Case Study of Hadoop

Hadoop is an open-source java-based software framework sponsored by the Apache Software Foundation for distributed storage and distributed processing of very large data sets on computer clusters built from commodity hardware.

It provides storage for big data at reasonable cost. Hadoop process big data in a single place as in a storage cluster doubling as a compute cluster.

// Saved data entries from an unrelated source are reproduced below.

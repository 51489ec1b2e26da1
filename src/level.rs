use serde::Deserialize;
use std::fmt;
use std::str::FromStr;
use tracing_subscriber::filter::LevelFilter;

/// Level of a [`LogEvent`](crate::record::LogEvent), ordered from the most
/// verbose to the most severe.
#[derive(Debug, Clone, Copy, PartialEq, Eq, PartialOrd, Ord, Hash, Deserialize)]
#[serde(try_from = "String")]
pub enum LogLevel {
    Verbose,
    Debug,
    Information,
    Warning,
    Error,
    Fatal,
}

impl LogLevel {
    pub const ALL: [LogLevel; 6] = [
        LogLevel::Verbose,
        LogLevel::Debug,
        LogLevel::Information,
        LogLevel::Warning,
        LogLevel::Error,
        LogLevel::Fatal,
    ];

    pub fn as_str(&self) -> &'static str {
        match self {
            LogLevel::Verbose => "Verbose",
            LogLevel::Debug => "Debug",
            LogLevel::Information => "Information",
            LogLevel::Warning => "Warning",
            LogLevel::Error => "Error",
            LogLevel::Fatal => "Fatal",
        }
    }

    /// Closest `tracing` filter for this level. `tracing` has nothing above
    /// `ERROR`, so `Fatal` filters the same way `Error` does.
    pub fn to_level_filter(self) -> LevelFilter {
        match self {
            LogLevel::Verbose => LevelFilter::TRACE,
            LogLevel::Debug => LevelFilter::DEBUG,
            LogLevel::Information => LevelFilter::INFO,
            LogLevel::Warning => LevelFilter::WARN,
            LogLevel::Error | LogLevel::Fatal => LevelFilter::ERROR,
        }
    }
}

impl fmt::Display for LogLevel {
    fn fmt(&self, f: &mut fmt::Formatter<'_>) -> fmt::Result {
        f.write_str(self.as_str())
    }
}

impl From<tracing::Level> for LogLevel {
    fn from(level: tracing::Level) -> Self {
        match level {
            tracing::Level::TRACE => LogLevel::Verbose,
            tracing::Level::DEBUG => LogLevel::Debug,
            tracing::Level::INFO => LogLevel::Information,
            tracing::Level::WARN => LogLevel::Warning,
            tracing::Level::ERROR => LogLevel::Error,
        }
    }
}

/// Error returned when a level name is not recognized.
#[derive(thiserror::Error, Debug, Clone, PartialEq, Eq)]
#[error("unknown log level: {0:?}")]
pub struct ParseLevelError(pub String);

impl FromStr for LogLevel {
    type Err = ParseLevelError;

    fn from_str(s: &str) -> Result<Self, Self::Err> {
        match s.trim().to_ascii_lowercase().as_str() {
            "verbose" | "trace" => Ok(LogLevel::Verbose),
            "debug" => Ok(LogLevel::Debug),
            "information" | "info" => Ok(LogLevel::Information),
            "warning" | "warn" => Ok(LogLevel::Warning),
            "error" => Ok(LogLevel::Error),
            "fatal" | "critical" => Ok(LogLevel::Fatal),
            _ => Err(ParseLevelError(s.to_string())),
        }
    }
}

impl TryFrom<String> for LogLevel {
    type Error = ParseLevelError;

    fn try_from(value: String) -> Result<Self, ParseLevelError> {
        value.parse()
    }
}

Hadoop Architecture and Components:

Apache Hadoop consist of two major parts:

  1. Hadoop Distributed File System (HDFS)
  2. MapReduce

1. Hadoop Distributed File System:

HDFS is a file system or storage layer of Hadoop. It can store data and can handle very large amount of data.

When capacity of file is large then it is necessary to partition it. And the file systems manage the storage across a network of machine are called distributed file systems.

An HDFS cluster has two types of node operating in a master-worker pattern- Name Node and No. of Data Nodes.

Hadoop keep data safe by duplicating data across nodes.

2. MapReduce:

MapReduce is a programming framework. It organize multiple computers in a cluster in order to perform the calculations. It takes care of distributing the work between computers and putting results together.

Hadoop works in a Master-Worker / Master-slave fashion:-

1. Master:
Master contains Name node and Job tracker components.

  1. Name node: It holds information about all the other nodes in the Hadoop Cluster, files in the cluster, blocks of files, their locations etc.
  2. Job tracker: It keeps track of the individual tasks assigned to each of the nodes and coordinates the exchange of information and result.

2. Worker:
Worker contains Task tracker and Data node components.

  1. Task Tracker: It is responsible for running the task assigned to it.
  2. Data node: It is responsible for holding the data.

Other components of Hadoop architecture are : -Chukwa, Hive, HBase, Mahoutetc.

Characteristics of Hadoop:

  1. Hadoop provides a reliable shared storage(HDFS) and analysis system (Map Reduce).
  2. Hadoop is highly scalable. It can contain thousands of servers.
  3. Hadoop works on the principles of write once and read multiple times.
  4. Hadoop is highly flexible, can process both structured as well as unstructured data.